* [TRY IT]:
Look through the listing below, and wherever a line has the string "evenly", copy it.

* [DATA TO USE]:
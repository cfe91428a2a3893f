//! Engine configuration: polling intervals, rate limiting, validation thresholds.
//!
//! Every option has a default and an environment override. Values are checked
//! eagerly by `validate()`; any problem is a `SyncError::Configuration`.

use crate::error::{Result, SyncError};
use std::env;
use std::str::FromStr;
use std::time::Duration;

/// Default polling interval for events that have not started
pub const DEFAULT_SCHEDULED_INTERVAL_SECS: u64 = 60;
/// Default interval during halftime
pub const DEFAULT_HALFTIME_INTERVAL_SECS: u64 = 15;
/// Default interval for an in-progress event
pub const DEFAULT_LIVE_INTERVAL_SECS: u64 = 10;
/// Default interval for a close game in the final period
pub const DEFAULT_CLOSE_GAME_INTERVAL_SECS: u64 = 5;
/// Score margin at or below which a final-period game counts as close
pub const DEFAULT_CLOSE_GAME_MARGIN: u16 = 7;
/// Consecutive feed listings an active entity may be missing from before it
/// is dropped
pub const DEFAULT_FEED_MISS_LIMIT: u32 = 3;

pub const DEFAULT_RATE_LIMIT_CAPACITY: u32 = 20;
pub const DEFAULT_RATE_LIMIT_REFILL_PER_SEC: f64 = 5.0;
pub const DEFAULT_RATE_LIMIT_TIMEOUT_MS: u64 = 5_000;

pub const DEFAULT_WORKER_POOL_SIZE: usize = 32;
pub const DEFAULT_FETCH_TIMEOUT_MS: u64 = 4_000;

/// Read an env var and parse it; unparseable values are configuration errors
pub fn env_parse<T: FromStr>(key: &str, default: T) -> Result<T> {
    match env::var(key) {
        Ok(raw) => raw
            .trim()
            .parse::<T>()
            .map_err(|_| SyncError::config(format!("{} has invalid value '{}'", key, raw))),
        Err(_) => Ok(default),
    }
}

fn env_secs(key: &str, default_secs: u64) -> Result<Duration> {
    env_parse(key, default_secs).map(Duration::from_secs)
}

fn env_millis(key: &str, default_ms: u64) -> Result<Duration> {
    env_parse(key, default_ms).map(Duration::from_millis)
}

// ============================================================================
// Scheduler
// ============================================================================

#[derive(Debug, Clone, PartialEq)]
pub struct SchedulerConfig {
    pub scheduled_interval: Duration,
    pub halftime_interval: Duration,
    pub live_interval: Duration,
    pub close_game_interval: Duration,
    pub close_game_margin: u16,
    pub feed_miss_limit: u32,
}

impl Default for SchedulerConfig {
    fn default() -> Self {
        Self {
            scheduled_interval: Duration::from_secs(DEFAULT_SCHEDULED_INTERVAL_SECS),
            halftime_interval: Duration::from_secs(DEFAULT_HALFTIME_INTERVAL_SECS),
            live_interval: Duration::from_secs(DEFAULT_LIVE_INTERVAL_SECS),
            close_game_interval: Duration::from_secs(DEFAULT_CLOSE_GAME_INTERVAL_SECS),
            close_game_margin: DEFAULT_CLOSE_GAME_MARGIN,
            feed_miss_limit: DEFAULT_FEED_MISS_LIMIT,
        }
    }
}

impl SchedulerConfig {
    pub fn from_env() -> Result<Self> {
        Ok(Self {
            scheduled_interval: env_secs(
                "SCHEDULED_INTERVAL_SECS",
                DEFAULT_SCHEDULED_INTERVAL_SECS,
            )?,
            halftime_interval: env_secs("HALFTIME_INTERVAL_SECS", DEFAULT_HALFTIME_INTERVAL_SECS)?,
            live_interval: env_secs("LIVE_INTERVAL_SECS", DEFAULT_LIVE_INTERVAL_SECS)?,
            close_game_interval: env_secs(
                "CLOSE_GAME_INTERVAL_SECS",
                DEFAULT_CLOSE_GAME_INTERVAL_SECS,
            )?,
            close_game_margin: env_parse("CLOSE_GAME_MARGIN", DEFAULT_CLOSE_GAME_MARGIN)?,
            feed_miss_limit: env_parse("FEED_MISS_LIMIT", DEFAULT_FEED_MISS_LIMIT)?,
        })
    }

    /// Intervals must be non-zero and must not grow as the game heats up
    pub fn validate(&self) -> Result<()> {
        let all = [
            ("scheduled", self.scheduled_interval),
            ("halftime", self.halftime_interval),
            ("live", self.live_interval),
            ("close_game", self.close_game_interval),
        ];
        for (name, interval) in all {
            if interval.is_zero() {
                return Err(SyncError::config(format!("{} interval must be > 0", name)));
            }
        }
        if self.feed_miss_limit == 0 {
            return Err(SyncError::config("feed miss limit must be > 0"));
        }
        if !(self.scheduled_interval > self.live_interval
            && self.live_interval > self.close_game_interval)
        {
            return Err(SyncError::config(format!(
                "intervals must strictly decrease scheduled > live > close_game ({:?} / {:?} / {:?})",
                self.scheduled_interval, self.live_interval, self.close_game_interval
            )));
        }
        Ok(())
    }
}

// ============================================================================
// Rate limiter
// ============================================================================

#[derive(Debug, Clone, PartialEq)]
pub struct RateLimiterConfig {
    /// Bucket size; also the maximum burst
    pub capacity: u32,
    /// Tokens added per second
    pub refill_per_sec: f64,
    /// Longest a caller may wait in `acquire`
    pub acquire_timeout: Duration,
}

impl Default for RateLimiterConfig {
    fn default() -> Self {
        Self {
            capacity: DEFAULT_RATE_LIMIT_CAPACITY,
            refill_per_sec: DEFAULT_RATE_LIMIT_REFILL_PER_SEC,
            acquire_timeout: Duration::from_millis(DEFAULT_RATE_LIMIT_TIMEOUT_MS),
        }
    }
}

impl RateLimiterConfig {
    pub fn from_env() -> Result<Self> {
        Ok(Self {
            capacity: env_parse("RATE_LIMIT_CAPACITY", DEFAULT_RATE_LIMIT_CAPACITY)?,
            refill_per_sec: env_parse(
                "RATE_LIMIT_REFILL_PER_SEC",
                DEFAULT_RATE_LIMIT_REFILL_PER_SEC,
            )?,
            acquire_timeout: env_millis("RATE_LIMIT_TIMEOUT_MS", DEFAULT_RATE_LIMIT_TIMEOUT_MS)?,
        })
    }

    pub fn validate(&self) -> Result<()> {
        if self.capacity == 0 {
            return Err(SyncError::config("rate limiter capacity must be > 0"));
        }
        if !self.refill_per_sec.is_finite() || self.refill_per_sec <= 0.0 {
            return Err(SyncError::config(format!(
                "rate limiter refill rate must be > 0 (got {})",
                self.refill_per_sec
            )));
        }
        Ok(())
    }
}

// ============================================================================
// Validation thresholds
// ============================================================================

#[derive(Debug, Clone, PartialEq)]
pub struct ValidationConfig {
    pub min_probability: f64,
    pub max_probability: f64,
    pub min_sum: f64,
    pub max_sum: f64,
    /// Home edge band for evenly matched sides, in probability points
    pub home_advantage_min: f64,
    pub home_advantage_max: f64,
    /// Win-percentage gap under which two records count as evenly matched
    pub even_record_tolerance: f64,
    pub freshness_window: Duration,
    pub historical_deviation_threshold: f64,
    pub min_history_games: u32,
}

impl Default for ValidationConfig {
    fn default() -> Self {
        Self {
            min_probability: 0.01,
            max_probability: 0.99,
            min_sum: 0.95,
            max_sum: 1.05,
            home_advantage_min: 0.02,
            home_advantage_max: 0.15,
            even_record_tolerance: 0.10,
            freshness_window: Duration::from_secs(24 * 3600),
            historical_deviation_threshold: 0.20,
            min_history_games: 5,
        }
    }
}

impl ValidationConfig {
    pub fn from_env() -> Result<Self> {
        let d = Self::default();
        Ok(Self {
            min_probability: env_parse("VALIDATION_MIN_PROBABILITY", d.min_probability)?,
            max_probability: env_parse("VALIDATION_MAX_PROBABILITY", d.max_probability)?,
            min_sum: env_parse("VALIDATION_MIN_SUM", d.min_sum)?,
            max_sum: env_parse("VALIDATION_MAX_SUM", d.max_sum)?,
            home_advantage_min: env_parse("VALIDATION_HOME_ADV_MIN", d.home_advantage_min)?,
            home_advantage_max: env_parse("VALIDATION_HOME_ADV_MAX", d.home_advantage_max)?,
            even_record_tolerance: env_parse(
                "VALIDATION_EVEN_RECORD_TOLERANCE",
                d.even_record_tolerance,
            )?,
            freshness_window: env_secs(
                "VALIDATION_FRESHNESS_WINDOW_SECS",
                d.freshness_window.as_secs(),
            )?,
            historical_deviation_threshold: env_parse(
                "VALIDATION_HISTORICAL_DEVIATION",
                d.historical_deviation_threshold,
            )?,
            min_history_games: env_parse("VALIDATION_MIN_HISTORY_GAMES", d.min_history_games)?,
        })
    }

    pub fn validate(&self) -> Result<()> {
        let in_unit = |v: f64| v.is_finite() && (0.0..=1.0).contains(&v);
        if !(in_unit(self.min_probability)
            && in_unit(self.max_probability)
            && self.min_probability < self.max_probability)
        {
            return Err(SyncError::config(format!(
                "probability range invalid: [{}, {}]",
                self.min_probability, self.max_probability
            )));
        }
        if !(self.min_sum.is_finite() && self.max_sum.is_finite() && self.min_sum < self.max_sum) {
            return Err(SyncError::config(format!(
                "sum bounds invalid: [{}, {}]",
                self.min_sum, self.max_sum
            )));
        }
        if !(in_unit(self.home_advantage_min)
            && in_unit(self.home_advantage_max)
            && self.home_advantage_min <= self.home_advantage_max)
        {
            return Err(SyncError::config(format!(
                "home advantage band invalid: [{}, {}]",
                self.home_advantage_min, self.home_advantage_max
            )));
        }
        if !in_unit(self.even_record_tolerance) || !in_unit(self.historical_deviation_threshold) {
            return Err(SyncError::config(
                "record tolerance and historical deviation must lie in [0, 1]",
            ));
        }
        if self.freshness_window.is_zero() {
            return Err(SyncError::config("freshness window must be > 0"));
        }
        Ok(())
    }
}

// ============================================================================
// Orchestrator
// ============================================================================

#[derive(Debug, Clone, PartialEq)]
pub struct OrchestratorConfig {
    /// Concurrent entity pipelines per run
    pub worker_pool_size: usize,
    /// Timeout applied to every upstream call
    pub fetch_timeout: Duration,
}

impl Default for OrchestratorConfig {
    fn default() -> Self {
        Self {
            worker_pool_size: DEFAULT_WORKER_POOL_SIZE,
            fetch_timeout: Duration::from_millis(DEFAULT_FETCH_TIMEOUT_MS),
        }
    }
}

impl OrchestratorConfig {
    pub fn from_env() -> Result<Self> {
        Ok(Self {
            worker_pool_size: env_parse("WORKER_POOL_SIZE", DEFAULT_WORKER_POOL_SIZE)?,
            fetch_timeout: env_millis("FETCH_TIMEOUT_MS", DEFAULT_FETCH_TIMEOUT_MS)?,
        })
    }

    pub fn validate(&self) -> Result<()> {
        if self.worker_pool_size == 0 {
            return Err(SyncError::config("worker pool size must be > 0"));
        }
        if self.fetch_timeout.is_zero() {
            return Err(SyncError::config("fetch timeout must be > 0"));
        }
        Ok(())
    }
}

// ============================================================================
// Aggregate
// ============================================================================

#[derive(Debug, Clone, Default, PartialEq)]
pub struct SyncConfig {
    pub scheduler: SchedulerConfig,
    pub rate_limiter: RateLimiterConfig,
    pub validation: ValidationConfig,
    pub orchestrator: OrchestratorConfig,
}

impl SyncConfig {
    /// Load every section from the environment and validate it
    pub fn from_env() -> Result<Self> {
        let config = Self {
            scheduler: SchedulerConfig::from_env()?,
            rate_limiter: RateLimiterConfig::from_env()?,
            validation: ValidationConfig::from_env()?,
            orchestrator: OrchestratorConfig::from_env()?,
        };
        config.validate()?;
        Ok(config)
    }

    pub fn validate(&self) -> Result<()> {
        self.scheduler.validate()?;
        self.rate_limiter.validate()?;
        self.validation.validate()?;
        self.orchestrator.validate()
    }
}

* [OUTPUT OF THE EXERCISE]:
    /// Home edge band for evenly matched sides, in probability points
    /// Win-percentage gap under which two records count as evenly matched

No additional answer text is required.